All the while, I primarily had in mind a particular agenda for Valentine’s Day with her. It went off very well indeed as I had hoped. After my little speech and proposal question (“Will you stay married to me?), the presentation of my handmade card, and the giving of my gift, we continued to dine on “Carolina Cue” (as it is referred to at this Salisbury barbeque restaurant) with the accompanying red vinegar slaw and hushpuppies.
There has been no uncertain afterglow for the two of us with the experience of that evening and the trip as a whole. I have had time to continue to think about it since, and, which often happens, the Lord has proffered a certain spiritual insight in connection with it.

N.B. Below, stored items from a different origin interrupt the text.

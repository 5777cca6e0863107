//! Report model shared by all checks.
//!
//! A check produces one `CheckReport`: the report tables to write, pass/fail/skip
//! counts, and the identifiers of failing rows for the terminal message.

pub mod format;

pub use format::*;

use crate::domain::{Status, WriteMode};

/// One CSV report file: fixed column schema plus rows.
#[derive(Debug, Clone, PartialEq, Eq)]
pub struct ReportTable {
    pub file_name: String,
    pub columns: Vec<String>,
    pub rows: Vec<Vec<String>>,
    pub mode: WriteMode,
}

impl ReportTable {
    pub fn new(file_name: impl Into<String>, columns: &[&str]) -> Self {
        Self {
            file_name: file_name.into(),
            columns: columns.iter().map(|c| c.to_string()).collect(),
            rows: Vec::new(),
            mode: WriteMode::Overwrite,
        }
    }

    pub fn with_columns(file_name: impl Into<String>, columns: Vec<String>) -> Self {
        Self {
            file_name: file_name.into(),
            columns,
            rows: Vec::new(),
            mode: WriteMode::Overwrite,
        }
    }

    pub fn appending(mut self) -> Self {
        self.mode = WriteMode::Append;
        self
    }

    pub fn push(&mut self, row: Vec<String>) {
        debug_assert_eq!(row.len(), self.columns.len(), "report row width mismatch");
        self.rows.push(row);
    }

    /// Value of `column` in row `row` (test and summary helper).
    pub fn value(&self, row: usize, column: &str) -> Option<&str> {
        let col = self.columns.iter().position(|c| c == column)?;
        self.rows.get(row)?.get(col).map(String::as_str)
    }
}

/// Outcome counts.
#[derive(Debug, Clone, Copy, Default, PartialEq, Eq, serde::Serialize)]
pub struct Tally {
    pub pass: usize,
    pub fail: usize,
    pub skip: usize,
}

impl Tally {
    pub fn record(&mut self, status: Status) {
        match status {
            Status::Pass => self.pass += 1,
            Status::Fail => self.fail += 1,
            Status::Skip => self.skip += 1,
        }
    }

    pub fn total(&self) -> usize {
        self.pass + self.fail + self.skip
    }
}

#[derive(Debug, Clone)]
pub struct CheckReport {
    /// Subcommand name, e.g. `dimm-ranks`.
    pub check: &'static str,
    /// What was checked (usually the input path).
    pub subject: String,
    /// What a tallied unit is: `row`, `group`, `file`.
    pub unit: &'static str,
    pub tables: Vec<ReportTable>,
    pub tally: Tally,
    /// Identifiers of failing rows/groups, in report order.
    pub failures: Vec<String>,
    /// File-level failures that are not a tallied unit.
    pub violations: Vec<String>,
    /// Extra lines for the terminal summary.
    pub notes: Vec<String>,
}

impl CheckReport {
    pub fn new(check: &'static str, subject: impl Into<String>, unit: &'static str) -> Self {
        Self {
            check,
            subject: subject.into(),
            unit,
            tables: Vec::new(),
            tally: Tally::default(),
            failures: Vec::new(),
            violations: Vec::new(),
            notes: Vec::new(),
        }
    }

    /// Count an outcome; `ident` is only built for failures.
    pub fn record(&mut self, status: Status, ident: impl FnOnce() -> String) {
        self.tally.record(status);
        if status == Status::Fail {
            self.failures.push(ident());
        }
    }

    pub fn note(&mut self, line: impl Into<String>) {
        self.notes.push(line.into());
    }

    /// Fail the run without counting another row/group.
    pub fn violation(&mut self, message: impl Into<String>) {
        self.violations.push(message.into());
    }

    /// Whether the run must be reported as failed.
    pub fn failed(&self, strict: bool) -> bool {
        self.tally.fail > 0 || !self.violations.is_empty() || (strict && self.tally.skip > 0)
    }

    /// The primary report file (first table), if any.
    pub fn primary_file(&self) -> Option<&str> {
        self.tables.first().map(|t| t.file_name.as_str())
    }

    pub fn table(&self, file_name: &str) -> Option<&ReportTable> {
        self.tables.iter().find(|t| t.file_name == file_name)
    }
}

It has to do specifically with her kiss. It was not in any way an inappropriate PDA there in the restaurant, but a reasonable response to a meaningful moment. In so many terms, she openly and lovingly identified with me.
The Scriptural investment comes from one of the Psalmists who was inspired by God to write with associated terms about the messianic and divine authority of Jesus Christ. At one point, he instructed the people to “Kiss the Son…”
This was the Son whom the Psalmist said had been “begotten” (a term which refers to the special status between God the Father and God the Son) of God, writing verses before, “The Lord has said, You are my Son; this day have I begotten you.” It is the writer of the Book of Hebrews that gives the significant interpretation as it refers specifically to the divinity of Jesus Christ. To answer those who question Christ’s divinity, it must be remembered that Jesus Christ was divine even before He came to earth.
Nonetheless, the suggested action of kissing the Son is a matter that should not be wasted by our inattention. According to context, it was an expected gesture in the king’s court to kiss the son. The bottom line is that it indicated identification with the son.
That being true, the comparison truth for us is compelling. It is critically important that we, the people of the Church, demonstrate a willing, open, and loving identification with Jesus Christ.
First, it must be admitted that there is a certain current and contemporary slackness on the part of so many who say they are a part of the Church. It is incredulous the numbers who do not “Kiss the Son” by not corporately worshipping. Churches should be over-flowing weekly with those showing spiritual homage unto the Lord. That man should be, oh, most certainly, worshipped in the places of worship by us.
Praying is to be seen in the light of “Kiss the Son.” So should daily reading of the Scripture. Faithfulness. Commitment. Service. Instead of “Kiss the Son,” it is more these days like “sticking out the tongue at the Son” in contemptuous and deliberate neglect. Jesus Christ does not deserve that kind of disregard. He has done too much for us.
Furthermore, willingness to live out the spiritual expectations of Jesus Christ in our daily lives is critical, too. There are a variety of Biblical statements that urge us on to do that, one of which is, “Come out from among them, and be ye separate.” There is a definitive purpose of God in that we live the spiritually-related difference in Jesus Christ.
It is not a matter of kissing up to the Son. That does not work. But, to “Kiss the Son”—-that is the spiritual gesture to keep in mind.
As an aside, I noticed that her lips did taste a little bit like barbeque, which made for a tasty kiss for sure. I think she still likes me, too. I’m just a lucky dog.
The Rev. Ron Branch is pastor of Faith Baptist Church in Mason, W.Va.